> Exercise description: First find the line with "result[..count].fill(0.0);" in the entries below, then set down exactly every line through the line with "repository e49d8afe529ddb70", that line included.

> Records to use:
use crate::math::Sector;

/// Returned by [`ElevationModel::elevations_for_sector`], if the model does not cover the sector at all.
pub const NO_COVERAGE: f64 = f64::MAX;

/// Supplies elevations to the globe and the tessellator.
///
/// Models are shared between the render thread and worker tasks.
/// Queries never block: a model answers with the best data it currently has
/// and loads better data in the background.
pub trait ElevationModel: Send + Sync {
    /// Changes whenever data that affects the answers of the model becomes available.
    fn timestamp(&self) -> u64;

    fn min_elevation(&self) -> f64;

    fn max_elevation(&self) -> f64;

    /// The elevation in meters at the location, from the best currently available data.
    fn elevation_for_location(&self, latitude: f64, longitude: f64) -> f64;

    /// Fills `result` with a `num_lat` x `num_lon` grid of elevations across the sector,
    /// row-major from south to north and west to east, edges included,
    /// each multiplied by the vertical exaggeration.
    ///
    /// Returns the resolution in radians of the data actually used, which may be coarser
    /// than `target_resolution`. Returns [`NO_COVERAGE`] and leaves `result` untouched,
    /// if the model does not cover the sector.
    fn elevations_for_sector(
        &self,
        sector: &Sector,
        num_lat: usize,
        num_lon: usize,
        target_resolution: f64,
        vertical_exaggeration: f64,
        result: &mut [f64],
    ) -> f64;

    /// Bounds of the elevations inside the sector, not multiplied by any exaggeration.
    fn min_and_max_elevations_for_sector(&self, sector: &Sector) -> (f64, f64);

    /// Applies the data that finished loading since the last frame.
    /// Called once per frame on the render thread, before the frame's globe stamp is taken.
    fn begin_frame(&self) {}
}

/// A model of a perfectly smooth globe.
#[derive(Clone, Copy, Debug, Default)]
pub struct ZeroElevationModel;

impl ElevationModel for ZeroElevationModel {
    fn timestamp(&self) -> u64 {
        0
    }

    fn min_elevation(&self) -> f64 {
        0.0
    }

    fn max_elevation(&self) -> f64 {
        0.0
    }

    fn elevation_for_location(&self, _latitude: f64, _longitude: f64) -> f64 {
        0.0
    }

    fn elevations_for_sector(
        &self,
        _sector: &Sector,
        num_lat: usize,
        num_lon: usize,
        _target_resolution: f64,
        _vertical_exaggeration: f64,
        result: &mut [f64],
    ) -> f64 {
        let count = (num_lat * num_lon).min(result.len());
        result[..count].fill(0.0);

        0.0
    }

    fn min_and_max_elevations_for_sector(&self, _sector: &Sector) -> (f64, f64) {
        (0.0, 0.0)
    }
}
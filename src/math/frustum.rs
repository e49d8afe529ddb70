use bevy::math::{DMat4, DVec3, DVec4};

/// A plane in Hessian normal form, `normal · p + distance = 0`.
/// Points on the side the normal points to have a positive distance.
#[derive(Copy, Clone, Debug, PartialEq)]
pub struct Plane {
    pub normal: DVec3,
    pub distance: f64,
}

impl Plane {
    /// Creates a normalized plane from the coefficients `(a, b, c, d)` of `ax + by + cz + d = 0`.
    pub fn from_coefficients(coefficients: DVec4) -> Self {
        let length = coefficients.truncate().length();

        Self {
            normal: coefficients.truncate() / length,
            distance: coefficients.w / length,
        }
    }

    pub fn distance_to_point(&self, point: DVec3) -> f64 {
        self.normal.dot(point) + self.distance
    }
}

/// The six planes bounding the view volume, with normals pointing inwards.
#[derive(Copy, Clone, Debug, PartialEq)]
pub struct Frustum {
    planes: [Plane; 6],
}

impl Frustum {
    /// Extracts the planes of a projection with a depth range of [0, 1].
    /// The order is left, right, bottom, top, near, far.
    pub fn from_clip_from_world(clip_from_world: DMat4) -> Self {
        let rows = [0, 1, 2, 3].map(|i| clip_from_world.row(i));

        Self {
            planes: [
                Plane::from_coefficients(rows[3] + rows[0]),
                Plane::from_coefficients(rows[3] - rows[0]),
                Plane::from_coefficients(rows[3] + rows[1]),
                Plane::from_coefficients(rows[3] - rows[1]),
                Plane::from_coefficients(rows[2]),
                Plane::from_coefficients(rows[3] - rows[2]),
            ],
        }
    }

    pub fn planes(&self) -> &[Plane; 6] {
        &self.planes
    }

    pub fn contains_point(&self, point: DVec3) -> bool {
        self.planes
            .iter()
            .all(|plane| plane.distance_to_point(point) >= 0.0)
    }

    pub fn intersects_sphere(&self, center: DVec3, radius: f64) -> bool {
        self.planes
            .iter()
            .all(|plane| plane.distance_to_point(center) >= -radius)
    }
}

> Solution to the exercise:
        result[..count].fill(0.0);

        0.0
    }

    fn min_and_max_elevations_for_sector(&self, _sector: &Sector) -> (f64, f64) {
        (0.0, 0.0)
    }
}
filename src/math/frustum.rs
repository e49d8afe529ddb70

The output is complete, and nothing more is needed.